§ **Collected data entries**:

============================================================

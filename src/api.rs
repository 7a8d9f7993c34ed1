/// Client for the remote catalog API
///
/// All persistence lives behind this API. Listing endpoints return loosely
/// shaped JSON which is normalized in `state::data`; write endpoints take
/// JSON (categories) or multipart forms (websites, because of file uploads).

use log::{debug, info};
use reqwest::multipart::{Form, Part};
use reqwest::{Client, Response};
use serde_json::{json, Value};
use std::path::Path;
use std::time::Duration;

use crate::error::{FolioError, Result};
use crate::state::data::{self, CategoryToken, WebsiteEntry};
use crate::state::draft::WebsiteDraft;

const REQUEST_TIMEOUT: Duration = Duration::from_secs(20);

#[derive(Debug, Clone)]
pub struct CatalogClient {
    client: Client,
    base_url: String,
}

impl CatalogClient {
    pub fn new(base_url: &str) -> Result<Self> {
        let client = Client::builder().timeout(REQUEST_TIMEOUT).build()?;
        Ok(Self {
            client,
            base_url: base_url.trim_end_matches('/').to_string(),
        })
    }

    pub fn base_url(&self) -> &str {
        &self.base_url
    }

    fn endpoint(&self, path: &str) -> String {
        format!("{}/{}", self.base_url, path.trim_start_matches('/'))
    }

    // ========== Categories ==========

    pub async fn list_categories(&self) -> Result<Vec<CategoryToken>> {
        let response = self.client.get(self.endpoint("list-category")).send().await?;
        let body = read_json(response).await?;
        let tokens = data::normalize_categories(&body);
        info!("Loaded {} categories", tokens.len());
        Ok(tokens)
    }

    /// Create a category. The returned token carries the new id when the
    /// server reports one.
    pub async fn add_category(&self, name: &str) -> Result<CategoryToken> {
        let name = name.trim();
        let response = self
            .client
            .post(self.endpoint("add-category"))
            .json(&json!({ "name": name }))
            .send()
            .await?;
        let body = read_json(response).await?;
        Ok(created_category(&body, name))
    }

    /// Rename a category, by id when the token has one, otherwise by its
    /// old name. Returns the token under its new name.
    pub async fn update_category(&self, token: &CategoryToken, name: &str) -> Result<CategoryToken> {
        let name = name.trim();
        let (path, body) = rename_request(token, name);
        let response = self
            .client
            .post(self.endpoint(&path))
            .json(&body)
            .send()
            .await?;
        read_json(response).await?;
        info!("Renamed category {} to {:?}", token, name);
        Ok(token.renamed(name))
    }

    pub async fn delete_category(&self, token: &CategoryToken) -> Result<()> {
        let request = match token.id() {
            Some(id) => self
                .client
                .delete(self.endpoint(&format!("delete-category/{}", id))),
            None => self
                .client
                .delete(self.endpoint("delete-category"))
                .query(&[("name", token.label())]),
        };
        read_json(request.send().await?).await?;
        info!("Deleted category {}", token);
        Ok(())
    }

    // ========== Websites ==========

    pub async fn list_websites(&self) -> Result<Vec<WebsiteEntry>> {
        let response = self.client.get(self.endpoint("list-website")).send().await?;
        let body = read_json(response).await?;
        let entries = data::normalize_entries(&body);
        info!("Loaded {} websites", entries.len());
        Ok(entries)
    }

    pub async fn add_website(&self, draft: &WebsiteDraft) -> Result<()> {
        let form = website_form(draft, None).await?;
        let response = self
            .client
            .post(self.endpoint("add-website"))
            .multipart(form)
            .send()
            .await?;
        read_json(response).await?;
        info!("Added website {:?}", draft.title);
        Ok(())
    }

    pub async fn update_website(&self, id: i64, draft: &WebsiteDraft) -> Result<()> {
        let form = website_form(draft, Some(id)).await?;
        let response = self
            .client
            .post(self.endpoint(&format!("update-website/{}", id)))
            .multipart(form)
            .send()
            .await?;
        read_json(response).await?;
        info!("Updated website {}", id);
        Ok(())
    }

    pub async fn delete_website(&self, id: i64) -> Result<()> {
        let response = self
            .client
            .delete(self.endpoint(&format!("delete-website/{}", id)))
            .send()
            .await?;
        read_json(response).await?;
        info!("Deleted website {}", id);
        Ok(())
    }

    // ========== Images ==========

    pub async fn fetch_bytes(&self, url: &str) -> Result<Vec<u8>> {
        let response = self.client.get(url).send().await?;
        let status = response.status();
        if !status.is_success() {
            return Err(FolioError::Api {
                status: status.as_u16(),
                message: format!("Request failed ({})", status.as_u16()),
            });
        }
        let bytes = response.bytes().await?;
        debug!("Fetched {} bytes from {}", bytes.len(), url);
        Ok(bytes.to_vec())
    }
}

/// Parse the body as JSON (empty or non-JSON bodies become `Null`) and turn
/// error statuses into `FolioError::Api`.
async fn read_json(response: Response) -> Result<Value> {
    let status = response.status();
    let text = response.text().await?;
    let body: Value = serde_json::from_str(&text).unwrap_or(Value::Null);

    if !status.is_success() {
        return Err(FolioError::Api {
            status: status.as_u16(),
            message: failure_message(status.as_u16(), &body),
        });
    }
    Ok(body)
}

/// Server-provided `message` or `error`, otherwise a generic line
fn failure_message(status: u16, body: &Value) -> String {
    ["message", "error"]
        .iter()
        .find_map(|key| body.get(*key).and_then(Value::as_str))
        .map(str::to_string)
        .unwrap_or_else(|| format!("Request failed ({})", status))
}

/// Token for a category just created, from `data.id`/`id` and `data.name`/`name`
fn created_category(body: &Value, requested: &str) -> CategoryToken {
    let scoped = |key: &str| {
        body.get("data")
            .and_then(|d| d.get(key))
            .or_else(|| body.get(key))
            .filter(|v| !v.is_null())
    };
    let id = scoped("id").map(|id| match id {
        Value::String(s) => s.clone(),
        other => other.to_string(),
    });
    let name = scoped("name")
        .and_then(Value::as_str)
        .unwrap_or(requested);
    CategoryToken::new(id, name)
}

fn rename_request(token: &CategoryToken, name: &str) -> (String, Value) {
    match token.id() {
        Some(id) => (format!("update-category/{}", id), json!({ "name": name })),
        None => (
            "update-category".to_string(),
            json!({ "oldName": token.label(), "name": name }),
        ),
    }
}

/// Text fields of the website form, in the order they are sent
fn text_fields(draft: &WebsiteDraft, id: Option<i64>) -> Vec<(&'static str, String)> {
    let mut fields = Vec::new();
    if let Some(id) = id {
        fields.push(("id", id.to_string()));
    }
    fields.push(("title", draft.title.trim().to_string()));
    fields.push(("weburl", draft.url.trim().to_string()));
    fields.push(("conext", draft.snippet.trim().to_string()));

    if let Some(token) = &draft.category {
        fields.push(match token.id() {
            Some(category_id) => ("categoryId", category_id.to_string()),
            None => ("category", token.label().to_string()),
        });
    }
    if draft.remove_favicon {
        fields.push(("remove_favicon", "1".to_string()));
    }
    // Stored photos exist only when editing
    if id.is_some() {
        for path in &draft.photos_to_remove {
            fields.push(("delete_photos[]", path.clone()));
        }
    }
    fields
}

async fn website_form(draft: &WebsiteDraft, id: Option<i64>) -> Result<Form> {
    let mut form = Form::new();
    for (name, value) in text_fields(draft, id) {
        form = form.text(name, value);
    }

    if let Some(path) = &draft.favicon {
        form = form.part("favicon", file_part(path).await?);
    }
    for path in &draft.photos {
        form = form.part("photos[]", file_part(path).await?);
    }
    Ok(form)
}

async fn file_part(path: &Path) -> Result<Part> {
    let bytes = tokio::fs::read(path).await?;
    let name = path
        .file_name()
        .map(|n| n.to_string_lossy().to_string())
        .unwrap_or_else(|| "upload".to_string());
    Ok(Part::bytes(bytes).file_name(name))
}

#[cfg(test)]
mod tests {
    use super::*;

    #[test]
    fn test_endpoint_joins_cleanly() {
        let client = CatalogClient::new("https://api.test/admin/").unwrap();
        assert_eq!(client.base_url(), "https://api.test/admin");
        assert_eq!(client.endpoint("/list-website"), "https://api.test/admin/list-website");
    }

    #[test]
    fn test_failure_message_prefers_server_text() {
        assert_eq!(failure_message(422, &json!({ "message": "Name taken" })), "Name taken");
        assert_eq!(failure_message(500, &json!({ "error": "boom" })), "boom");
        assert_eq!(failure_message(404, &Value::Null), "Request failed (404)");
    }

    #[test]
    fn test_created_category_reads_nested_fields() {
        let token = created_category(&json!({ "data": { "id": 12, "name": "Design" } }), "design");
        assert_eq!(token.to_string(), "12|Design");

        let token = created_category(&json!({ "id": "4" }), "Music");
        assert_eq!(token.to_string(), "4|Music");

        let token = created_category(&Value::Null, "Loose");
        assert_eq!(token.to_string(), "Loose");
    }

    #[test]
    fn test_rename_addresses_by_id_or_old_name() {
        let (path, body) = rename_request(&CategoryToken::parse("6|Design"), "Studio");
        assert_eq!(path, "update-category/6");
        assert_eq!(body, json!({ "name": "Studio" }));

        let (path, body) = rename_request(&CategoryToken::parse("Loose"), "Tight");
        assert_eq!(path, "update-category");
        assert_eq!(body, json!({ "oldName": "Loose", "name": "Tight" }));
    }

    #[test]
    fn test_edit_form_lists_photos_to_delete() {
        let draft = WebsiteDraft {
            title: " Rayfog ".into(),
            category: Some(CategoryToken::parse("3|Design")),
            photos_to_remove: vec!["photos/a.jpg".into(), "photos/b.jpg".into()],
            ..Default::default()
        };

        let fields = text_fields(&draft, Some(7));
        assert_eq!(fields[0], ("id", "7".to_string()));
        assert!(fields.contains(&("title", "Rayfog".to_string())));
        assert!(fields.contains(&("categoryId", "3".to_string())));
        let deleted: Vec<&str> = fields
            .iter()
            .filter(|(name, _)| *name == "delete_photos[]")
            .map(|(_, value)| value.as_str())
            .collect();
        assert_eq!(deleted, vec!["photos/a.jpg", "photos/b.jpg"]);

        let created = text_fields(&draft, None);
        assert!(created.iter().all(|(name, _)| *name != "delete_photos[]" && *name != "id"));
    }

    #[tokio::test]
    async fn test_form_reads_files() {
        let dir = tempfile::tempdir().unwrap();
        let photo = dir.path().join("shot.png");
        std::fs::write(&photo, b"png bytes").unwrap();

        let draft = WebsiteDraft {
            title: "Rayfog".into(),
            category: Some(CategoryToken::parse("3|Design")),
            photos: vec![photo],
            ..Default::default()
        };
        assert!(website_form(&draft, Some(7)).await.is_ok());

        let missing = WebsiteDraft {
            photos: vec![dir.path().join("gone.png")],
            ..draft
        };
        assert!(matches!(
            website_form(&missing, None).await,
            Err(FolioError::Io(_))
        ));
    }

    #[tokio::test]
    async fn test_unreachable_server_is_an_http_error() {
        let client = CatalogClient::new("http://127.0.0.1:9").unwrap();
        let result = client.list_websites().await;
        assert!(matches!(result, Err(FolioError::Http(_))));
    }
}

============================================================

Wherever "Loaded" occurs in the records above, copy the line it sits in.

§ **Exercise response**:
        info!("Loaded {} categories", tokens.len());
        info!("Loaded {} websites", entries.len());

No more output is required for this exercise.